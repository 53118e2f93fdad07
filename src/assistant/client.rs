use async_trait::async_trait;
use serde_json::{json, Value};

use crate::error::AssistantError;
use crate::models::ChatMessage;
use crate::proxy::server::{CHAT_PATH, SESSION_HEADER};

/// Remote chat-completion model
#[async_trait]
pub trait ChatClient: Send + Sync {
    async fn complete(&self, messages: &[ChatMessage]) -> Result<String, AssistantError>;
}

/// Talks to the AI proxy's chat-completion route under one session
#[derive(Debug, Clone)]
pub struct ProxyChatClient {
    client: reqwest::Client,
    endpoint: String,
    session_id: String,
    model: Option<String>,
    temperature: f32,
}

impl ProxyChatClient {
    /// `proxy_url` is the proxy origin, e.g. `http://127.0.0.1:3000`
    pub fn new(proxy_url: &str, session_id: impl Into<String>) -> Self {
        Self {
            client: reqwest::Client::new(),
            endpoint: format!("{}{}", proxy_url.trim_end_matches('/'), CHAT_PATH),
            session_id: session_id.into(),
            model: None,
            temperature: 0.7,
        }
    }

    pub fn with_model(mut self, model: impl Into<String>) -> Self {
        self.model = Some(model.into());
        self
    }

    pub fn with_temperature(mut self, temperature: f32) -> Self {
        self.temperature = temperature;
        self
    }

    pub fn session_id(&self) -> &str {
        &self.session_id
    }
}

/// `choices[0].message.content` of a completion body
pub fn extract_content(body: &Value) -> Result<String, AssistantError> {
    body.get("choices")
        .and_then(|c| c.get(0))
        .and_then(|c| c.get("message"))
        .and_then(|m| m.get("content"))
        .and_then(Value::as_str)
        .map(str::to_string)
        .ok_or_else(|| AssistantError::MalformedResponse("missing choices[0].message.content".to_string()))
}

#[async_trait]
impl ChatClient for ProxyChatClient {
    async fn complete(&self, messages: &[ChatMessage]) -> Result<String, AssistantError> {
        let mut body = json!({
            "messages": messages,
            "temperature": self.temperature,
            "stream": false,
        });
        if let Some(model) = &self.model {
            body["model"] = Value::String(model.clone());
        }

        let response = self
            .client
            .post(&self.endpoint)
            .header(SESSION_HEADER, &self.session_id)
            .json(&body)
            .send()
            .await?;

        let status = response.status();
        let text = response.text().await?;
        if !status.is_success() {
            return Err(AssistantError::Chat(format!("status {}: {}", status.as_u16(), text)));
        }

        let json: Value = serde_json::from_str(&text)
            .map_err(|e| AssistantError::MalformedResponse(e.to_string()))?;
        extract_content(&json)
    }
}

==

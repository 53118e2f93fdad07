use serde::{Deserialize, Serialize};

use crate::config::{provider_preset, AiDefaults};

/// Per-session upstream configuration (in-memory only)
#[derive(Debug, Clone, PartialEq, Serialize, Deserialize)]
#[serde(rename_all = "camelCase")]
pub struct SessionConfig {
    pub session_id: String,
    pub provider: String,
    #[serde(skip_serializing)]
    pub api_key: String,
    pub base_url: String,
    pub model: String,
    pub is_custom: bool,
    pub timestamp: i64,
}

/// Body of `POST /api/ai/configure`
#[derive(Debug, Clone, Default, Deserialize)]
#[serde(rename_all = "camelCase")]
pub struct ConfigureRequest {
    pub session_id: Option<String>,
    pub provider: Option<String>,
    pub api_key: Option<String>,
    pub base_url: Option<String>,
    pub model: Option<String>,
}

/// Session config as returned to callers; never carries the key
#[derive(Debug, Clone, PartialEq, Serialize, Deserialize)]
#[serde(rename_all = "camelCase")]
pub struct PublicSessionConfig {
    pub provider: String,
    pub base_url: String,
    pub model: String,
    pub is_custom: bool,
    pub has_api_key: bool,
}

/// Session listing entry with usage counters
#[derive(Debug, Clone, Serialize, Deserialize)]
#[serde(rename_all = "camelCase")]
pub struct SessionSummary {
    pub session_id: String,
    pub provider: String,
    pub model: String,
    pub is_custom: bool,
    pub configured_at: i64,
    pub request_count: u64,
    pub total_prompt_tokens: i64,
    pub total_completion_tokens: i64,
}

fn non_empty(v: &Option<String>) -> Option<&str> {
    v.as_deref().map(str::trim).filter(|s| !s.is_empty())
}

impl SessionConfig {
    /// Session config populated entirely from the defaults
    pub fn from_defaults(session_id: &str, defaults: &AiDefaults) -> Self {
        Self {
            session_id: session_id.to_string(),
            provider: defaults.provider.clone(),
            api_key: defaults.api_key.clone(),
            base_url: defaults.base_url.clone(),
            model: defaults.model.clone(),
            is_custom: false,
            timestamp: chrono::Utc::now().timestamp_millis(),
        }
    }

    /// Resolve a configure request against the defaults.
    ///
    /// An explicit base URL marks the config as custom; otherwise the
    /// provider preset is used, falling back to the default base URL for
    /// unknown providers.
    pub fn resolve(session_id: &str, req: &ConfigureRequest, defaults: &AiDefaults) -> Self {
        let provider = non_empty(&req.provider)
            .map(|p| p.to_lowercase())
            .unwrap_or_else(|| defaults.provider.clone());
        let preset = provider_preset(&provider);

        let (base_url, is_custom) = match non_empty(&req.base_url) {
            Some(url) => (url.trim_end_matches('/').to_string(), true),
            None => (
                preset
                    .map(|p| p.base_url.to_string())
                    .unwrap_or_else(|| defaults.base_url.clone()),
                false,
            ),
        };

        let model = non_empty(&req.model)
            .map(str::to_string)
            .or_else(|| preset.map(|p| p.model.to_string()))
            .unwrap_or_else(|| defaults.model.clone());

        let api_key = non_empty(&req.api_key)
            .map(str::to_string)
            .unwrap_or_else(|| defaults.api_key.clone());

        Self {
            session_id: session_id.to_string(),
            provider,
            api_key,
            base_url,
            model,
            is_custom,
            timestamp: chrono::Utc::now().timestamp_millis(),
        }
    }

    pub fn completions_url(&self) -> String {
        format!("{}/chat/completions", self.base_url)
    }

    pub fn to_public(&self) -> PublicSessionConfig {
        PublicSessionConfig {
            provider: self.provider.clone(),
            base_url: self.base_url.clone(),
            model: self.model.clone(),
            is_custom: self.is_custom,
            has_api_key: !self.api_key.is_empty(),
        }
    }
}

==

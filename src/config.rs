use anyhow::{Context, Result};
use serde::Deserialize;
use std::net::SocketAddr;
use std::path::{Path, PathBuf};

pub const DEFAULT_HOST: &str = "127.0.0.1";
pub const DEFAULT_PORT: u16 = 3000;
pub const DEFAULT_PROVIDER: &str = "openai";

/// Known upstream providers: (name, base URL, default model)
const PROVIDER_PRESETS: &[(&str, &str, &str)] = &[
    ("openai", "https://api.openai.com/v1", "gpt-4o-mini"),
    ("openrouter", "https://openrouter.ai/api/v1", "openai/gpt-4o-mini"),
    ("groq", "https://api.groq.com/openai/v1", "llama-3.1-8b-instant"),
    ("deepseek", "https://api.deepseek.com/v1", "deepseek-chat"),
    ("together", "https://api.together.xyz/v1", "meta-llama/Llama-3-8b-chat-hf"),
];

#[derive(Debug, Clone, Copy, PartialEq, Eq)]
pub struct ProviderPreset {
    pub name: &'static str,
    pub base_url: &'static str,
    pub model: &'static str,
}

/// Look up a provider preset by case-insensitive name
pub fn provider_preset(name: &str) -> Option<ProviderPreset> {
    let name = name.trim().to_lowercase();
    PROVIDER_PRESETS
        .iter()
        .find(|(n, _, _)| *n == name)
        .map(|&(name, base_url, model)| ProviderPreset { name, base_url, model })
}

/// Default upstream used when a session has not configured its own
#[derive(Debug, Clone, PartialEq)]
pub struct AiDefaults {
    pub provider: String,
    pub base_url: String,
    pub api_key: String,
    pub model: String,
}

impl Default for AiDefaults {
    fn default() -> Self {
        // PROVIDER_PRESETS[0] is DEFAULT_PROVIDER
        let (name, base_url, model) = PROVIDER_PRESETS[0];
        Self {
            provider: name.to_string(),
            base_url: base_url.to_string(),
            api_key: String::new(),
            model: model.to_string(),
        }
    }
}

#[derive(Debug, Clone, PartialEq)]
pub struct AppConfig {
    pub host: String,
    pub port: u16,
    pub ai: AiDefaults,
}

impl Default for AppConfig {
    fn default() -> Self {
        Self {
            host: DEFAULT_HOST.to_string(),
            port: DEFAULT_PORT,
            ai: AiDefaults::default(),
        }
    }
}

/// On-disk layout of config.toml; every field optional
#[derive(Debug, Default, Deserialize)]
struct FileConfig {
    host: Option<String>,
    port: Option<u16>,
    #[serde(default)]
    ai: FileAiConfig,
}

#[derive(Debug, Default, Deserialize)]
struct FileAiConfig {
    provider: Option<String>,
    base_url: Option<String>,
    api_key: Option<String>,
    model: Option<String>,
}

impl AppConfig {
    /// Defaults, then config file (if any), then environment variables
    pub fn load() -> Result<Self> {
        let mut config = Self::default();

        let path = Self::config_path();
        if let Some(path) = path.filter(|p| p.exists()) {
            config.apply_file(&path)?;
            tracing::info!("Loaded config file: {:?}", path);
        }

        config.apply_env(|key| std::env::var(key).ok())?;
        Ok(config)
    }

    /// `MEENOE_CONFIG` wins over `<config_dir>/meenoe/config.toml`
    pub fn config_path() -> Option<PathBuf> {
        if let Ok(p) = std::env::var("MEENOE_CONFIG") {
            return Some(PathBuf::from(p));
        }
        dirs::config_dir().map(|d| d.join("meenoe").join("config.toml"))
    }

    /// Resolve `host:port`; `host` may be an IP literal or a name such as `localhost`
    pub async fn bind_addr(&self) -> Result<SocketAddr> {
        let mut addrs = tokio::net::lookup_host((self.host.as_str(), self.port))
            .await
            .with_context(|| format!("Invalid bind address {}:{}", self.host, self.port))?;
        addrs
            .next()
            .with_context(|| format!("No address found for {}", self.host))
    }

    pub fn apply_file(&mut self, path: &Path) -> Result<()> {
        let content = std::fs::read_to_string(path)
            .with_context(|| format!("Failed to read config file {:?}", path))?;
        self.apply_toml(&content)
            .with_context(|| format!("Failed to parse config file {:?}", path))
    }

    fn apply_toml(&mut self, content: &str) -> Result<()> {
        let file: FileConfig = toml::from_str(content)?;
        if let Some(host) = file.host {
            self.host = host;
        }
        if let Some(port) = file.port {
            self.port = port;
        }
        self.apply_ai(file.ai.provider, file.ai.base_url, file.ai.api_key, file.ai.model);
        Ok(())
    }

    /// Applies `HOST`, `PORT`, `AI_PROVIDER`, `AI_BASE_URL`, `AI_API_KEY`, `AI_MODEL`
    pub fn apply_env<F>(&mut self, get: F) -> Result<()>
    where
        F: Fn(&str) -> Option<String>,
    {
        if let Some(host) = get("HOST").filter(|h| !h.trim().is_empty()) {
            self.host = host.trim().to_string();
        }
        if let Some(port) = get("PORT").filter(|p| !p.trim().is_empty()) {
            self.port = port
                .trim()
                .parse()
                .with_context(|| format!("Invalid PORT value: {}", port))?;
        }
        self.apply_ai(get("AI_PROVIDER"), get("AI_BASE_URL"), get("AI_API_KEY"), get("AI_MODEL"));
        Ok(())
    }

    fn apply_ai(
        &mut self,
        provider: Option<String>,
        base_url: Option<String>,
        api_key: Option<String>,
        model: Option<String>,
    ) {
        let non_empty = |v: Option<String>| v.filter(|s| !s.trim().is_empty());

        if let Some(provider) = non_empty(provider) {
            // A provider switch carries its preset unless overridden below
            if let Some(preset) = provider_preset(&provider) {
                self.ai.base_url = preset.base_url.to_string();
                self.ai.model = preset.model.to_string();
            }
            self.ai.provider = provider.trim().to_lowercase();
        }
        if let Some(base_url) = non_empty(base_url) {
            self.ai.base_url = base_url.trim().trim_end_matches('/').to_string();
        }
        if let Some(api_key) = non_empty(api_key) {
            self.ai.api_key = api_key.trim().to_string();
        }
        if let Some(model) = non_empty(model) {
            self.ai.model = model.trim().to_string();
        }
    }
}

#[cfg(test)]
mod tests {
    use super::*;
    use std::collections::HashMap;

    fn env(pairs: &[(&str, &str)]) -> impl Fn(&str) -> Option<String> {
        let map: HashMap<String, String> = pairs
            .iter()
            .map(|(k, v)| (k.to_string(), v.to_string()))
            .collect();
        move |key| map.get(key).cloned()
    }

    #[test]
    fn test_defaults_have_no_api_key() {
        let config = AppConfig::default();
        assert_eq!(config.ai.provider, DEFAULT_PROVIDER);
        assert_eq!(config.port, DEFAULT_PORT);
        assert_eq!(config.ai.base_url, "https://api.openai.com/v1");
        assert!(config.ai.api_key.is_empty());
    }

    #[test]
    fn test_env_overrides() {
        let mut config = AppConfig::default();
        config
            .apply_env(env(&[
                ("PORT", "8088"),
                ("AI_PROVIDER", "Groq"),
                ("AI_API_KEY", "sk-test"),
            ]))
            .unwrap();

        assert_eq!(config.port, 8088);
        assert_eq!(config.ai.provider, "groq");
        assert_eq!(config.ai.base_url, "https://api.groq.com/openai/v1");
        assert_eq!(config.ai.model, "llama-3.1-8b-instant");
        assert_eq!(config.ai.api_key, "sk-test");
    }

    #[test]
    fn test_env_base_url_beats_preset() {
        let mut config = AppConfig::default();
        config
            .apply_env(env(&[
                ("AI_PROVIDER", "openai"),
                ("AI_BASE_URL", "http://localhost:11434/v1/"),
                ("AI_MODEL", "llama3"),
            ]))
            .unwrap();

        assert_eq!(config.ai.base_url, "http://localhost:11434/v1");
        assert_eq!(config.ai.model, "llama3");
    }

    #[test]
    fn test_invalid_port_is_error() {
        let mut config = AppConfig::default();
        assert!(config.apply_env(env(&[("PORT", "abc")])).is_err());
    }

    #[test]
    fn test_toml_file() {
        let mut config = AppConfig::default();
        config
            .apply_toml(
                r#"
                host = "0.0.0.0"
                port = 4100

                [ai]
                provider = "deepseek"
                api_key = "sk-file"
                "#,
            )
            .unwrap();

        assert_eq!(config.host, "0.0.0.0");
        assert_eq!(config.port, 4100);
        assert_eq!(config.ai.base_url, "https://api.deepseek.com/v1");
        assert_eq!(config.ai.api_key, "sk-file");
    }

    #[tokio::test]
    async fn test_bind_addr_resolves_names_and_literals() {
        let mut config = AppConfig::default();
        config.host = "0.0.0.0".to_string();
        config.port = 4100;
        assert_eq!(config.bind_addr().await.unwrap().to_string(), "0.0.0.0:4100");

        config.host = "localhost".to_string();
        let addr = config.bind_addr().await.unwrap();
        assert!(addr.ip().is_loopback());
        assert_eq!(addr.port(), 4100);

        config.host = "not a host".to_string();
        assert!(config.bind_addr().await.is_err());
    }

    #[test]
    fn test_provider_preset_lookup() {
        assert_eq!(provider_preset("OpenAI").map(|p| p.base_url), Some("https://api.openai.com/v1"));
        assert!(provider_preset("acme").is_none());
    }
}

* EXERCISE INSTRUCTIONS *
How many of the lines in the records include the word "ProviderPreset"? Only the number should be given.

* SOLUTION TO THIS TASK *
3